### What you will do
Where does the word "Lomuto" show up in the records? Copy every line that holds it.

### Input

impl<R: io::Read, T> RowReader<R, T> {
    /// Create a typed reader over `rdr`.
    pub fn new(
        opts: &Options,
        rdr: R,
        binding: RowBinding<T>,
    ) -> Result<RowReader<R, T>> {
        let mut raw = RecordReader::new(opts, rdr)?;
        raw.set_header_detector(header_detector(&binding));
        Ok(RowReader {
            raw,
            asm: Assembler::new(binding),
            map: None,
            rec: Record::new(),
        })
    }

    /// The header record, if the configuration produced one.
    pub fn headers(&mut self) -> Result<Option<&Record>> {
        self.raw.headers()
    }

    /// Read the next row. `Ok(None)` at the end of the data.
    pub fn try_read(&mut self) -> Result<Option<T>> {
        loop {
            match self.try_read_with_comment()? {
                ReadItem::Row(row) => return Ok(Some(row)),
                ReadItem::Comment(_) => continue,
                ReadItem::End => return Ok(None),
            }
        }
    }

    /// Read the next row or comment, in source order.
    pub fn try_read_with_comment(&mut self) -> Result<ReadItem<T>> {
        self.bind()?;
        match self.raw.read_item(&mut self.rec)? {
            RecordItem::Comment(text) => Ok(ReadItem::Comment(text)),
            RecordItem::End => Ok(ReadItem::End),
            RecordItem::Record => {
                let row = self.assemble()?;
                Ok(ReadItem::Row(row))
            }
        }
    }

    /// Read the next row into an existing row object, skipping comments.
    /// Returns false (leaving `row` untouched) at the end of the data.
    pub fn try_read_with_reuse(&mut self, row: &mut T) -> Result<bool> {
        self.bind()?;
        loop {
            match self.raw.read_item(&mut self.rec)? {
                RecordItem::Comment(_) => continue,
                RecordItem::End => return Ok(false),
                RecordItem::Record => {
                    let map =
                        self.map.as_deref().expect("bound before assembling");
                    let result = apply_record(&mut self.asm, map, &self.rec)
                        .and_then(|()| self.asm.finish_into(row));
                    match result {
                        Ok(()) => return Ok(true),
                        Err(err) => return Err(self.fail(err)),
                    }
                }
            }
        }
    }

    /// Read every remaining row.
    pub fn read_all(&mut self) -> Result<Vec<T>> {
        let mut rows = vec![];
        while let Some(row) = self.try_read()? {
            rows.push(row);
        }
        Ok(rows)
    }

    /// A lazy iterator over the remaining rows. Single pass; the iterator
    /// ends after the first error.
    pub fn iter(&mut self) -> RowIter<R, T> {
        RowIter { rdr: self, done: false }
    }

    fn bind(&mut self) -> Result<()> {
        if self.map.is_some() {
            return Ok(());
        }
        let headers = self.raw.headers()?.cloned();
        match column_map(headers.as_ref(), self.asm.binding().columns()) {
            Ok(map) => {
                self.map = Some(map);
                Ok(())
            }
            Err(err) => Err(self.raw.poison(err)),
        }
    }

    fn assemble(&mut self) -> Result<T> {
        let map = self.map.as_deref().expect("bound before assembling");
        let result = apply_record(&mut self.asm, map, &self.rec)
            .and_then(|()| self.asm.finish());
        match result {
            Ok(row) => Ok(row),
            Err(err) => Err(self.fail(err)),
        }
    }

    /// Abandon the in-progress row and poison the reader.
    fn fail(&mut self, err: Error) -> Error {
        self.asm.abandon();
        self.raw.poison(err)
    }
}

---

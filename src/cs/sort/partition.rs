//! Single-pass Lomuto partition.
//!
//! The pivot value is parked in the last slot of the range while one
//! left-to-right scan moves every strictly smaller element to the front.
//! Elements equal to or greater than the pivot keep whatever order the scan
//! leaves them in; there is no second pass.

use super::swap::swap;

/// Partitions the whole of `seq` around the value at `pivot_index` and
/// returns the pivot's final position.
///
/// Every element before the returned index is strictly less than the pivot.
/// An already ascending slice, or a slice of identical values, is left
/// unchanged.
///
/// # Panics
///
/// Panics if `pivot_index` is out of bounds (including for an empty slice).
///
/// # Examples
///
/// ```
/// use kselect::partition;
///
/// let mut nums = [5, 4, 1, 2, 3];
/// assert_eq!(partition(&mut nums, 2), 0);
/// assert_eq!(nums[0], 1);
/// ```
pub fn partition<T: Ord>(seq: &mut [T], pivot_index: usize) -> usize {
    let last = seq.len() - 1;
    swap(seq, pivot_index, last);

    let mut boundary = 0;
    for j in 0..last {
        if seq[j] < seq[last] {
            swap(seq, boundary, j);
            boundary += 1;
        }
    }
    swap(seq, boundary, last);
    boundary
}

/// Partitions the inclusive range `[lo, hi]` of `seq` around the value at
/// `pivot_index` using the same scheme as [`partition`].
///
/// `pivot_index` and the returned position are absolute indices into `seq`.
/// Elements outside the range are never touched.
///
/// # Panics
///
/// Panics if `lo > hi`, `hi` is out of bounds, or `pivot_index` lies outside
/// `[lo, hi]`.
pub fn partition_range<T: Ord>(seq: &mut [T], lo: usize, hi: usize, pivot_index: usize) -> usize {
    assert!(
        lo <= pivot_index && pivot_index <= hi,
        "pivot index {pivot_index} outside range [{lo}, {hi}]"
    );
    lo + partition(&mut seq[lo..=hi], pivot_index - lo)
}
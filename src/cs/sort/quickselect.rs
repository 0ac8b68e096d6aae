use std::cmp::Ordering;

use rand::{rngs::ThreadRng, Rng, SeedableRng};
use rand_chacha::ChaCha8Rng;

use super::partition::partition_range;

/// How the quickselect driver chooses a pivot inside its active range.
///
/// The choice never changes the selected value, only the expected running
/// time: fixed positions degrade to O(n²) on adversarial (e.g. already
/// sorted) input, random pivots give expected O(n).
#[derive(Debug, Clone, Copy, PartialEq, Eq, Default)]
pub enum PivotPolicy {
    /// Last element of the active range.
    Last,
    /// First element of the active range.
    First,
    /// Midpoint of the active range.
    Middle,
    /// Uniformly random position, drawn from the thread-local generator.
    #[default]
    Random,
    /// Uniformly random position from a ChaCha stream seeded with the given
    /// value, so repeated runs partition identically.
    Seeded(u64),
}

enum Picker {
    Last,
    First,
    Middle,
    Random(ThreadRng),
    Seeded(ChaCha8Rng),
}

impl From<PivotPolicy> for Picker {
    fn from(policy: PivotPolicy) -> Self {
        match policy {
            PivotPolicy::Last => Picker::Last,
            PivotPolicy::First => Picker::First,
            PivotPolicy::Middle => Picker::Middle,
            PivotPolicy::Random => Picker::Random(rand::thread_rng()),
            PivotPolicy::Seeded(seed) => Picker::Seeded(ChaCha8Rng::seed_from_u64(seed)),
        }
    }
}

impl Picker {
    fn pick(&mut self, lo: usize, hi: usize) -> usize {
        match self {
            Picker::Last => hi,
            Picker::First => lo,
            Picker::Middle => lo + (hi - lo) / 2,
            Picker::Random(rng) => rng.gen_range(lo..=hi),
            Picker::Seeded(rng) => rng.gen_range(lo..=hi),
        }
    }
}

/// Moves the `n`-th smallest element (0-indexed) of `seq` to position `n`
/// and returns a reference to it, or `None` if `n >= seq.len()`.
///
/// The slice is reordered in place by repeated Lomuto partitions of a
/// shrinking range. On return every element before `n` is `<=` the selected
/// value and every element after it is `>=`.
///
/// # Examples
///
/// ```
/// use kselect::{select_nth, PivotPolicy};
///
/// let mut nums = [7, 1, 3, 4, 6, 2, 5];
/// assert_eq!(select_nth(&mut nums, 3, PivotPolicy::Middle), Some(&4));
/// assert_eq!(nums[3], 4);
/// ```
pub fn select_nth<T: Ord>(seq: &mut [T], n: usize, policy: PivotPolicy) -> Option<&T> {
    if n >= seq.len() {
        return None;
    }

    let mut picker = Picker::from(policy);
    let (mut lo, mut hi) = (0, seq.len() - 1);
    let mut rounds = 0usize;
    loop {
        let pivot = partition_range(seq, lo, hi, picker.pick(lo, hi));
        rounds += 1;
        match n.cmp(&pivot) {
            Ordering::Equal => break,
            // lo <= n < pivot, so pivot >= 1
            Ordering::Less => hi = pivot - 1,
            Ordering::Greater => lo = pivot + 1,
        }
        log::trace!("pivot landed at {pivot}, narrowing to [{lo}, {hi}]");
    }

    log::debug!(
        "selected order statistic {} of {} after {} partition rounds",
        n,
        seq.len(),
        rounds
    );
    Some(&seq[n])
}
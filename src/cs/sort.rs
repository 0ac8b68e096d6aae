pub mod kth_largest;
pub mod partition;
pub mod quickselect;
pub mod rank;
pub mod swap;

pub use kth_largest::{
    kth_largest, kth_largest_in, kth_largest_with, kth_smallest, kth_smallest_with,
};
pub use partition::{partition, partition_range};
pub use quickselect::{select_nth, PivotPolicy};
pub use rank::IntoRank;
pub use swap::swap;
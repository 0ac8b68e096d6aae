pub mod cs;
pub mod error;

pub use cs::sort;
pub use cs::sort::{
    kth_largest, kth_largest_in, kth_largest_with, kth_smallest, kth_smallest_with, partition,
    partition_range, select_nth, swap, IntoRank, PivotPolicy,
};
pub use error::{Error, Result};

### Exercise result
//! Single-pass Lomuto partition.
/// The slice is reordered in place by repeated Lomuto partitions of a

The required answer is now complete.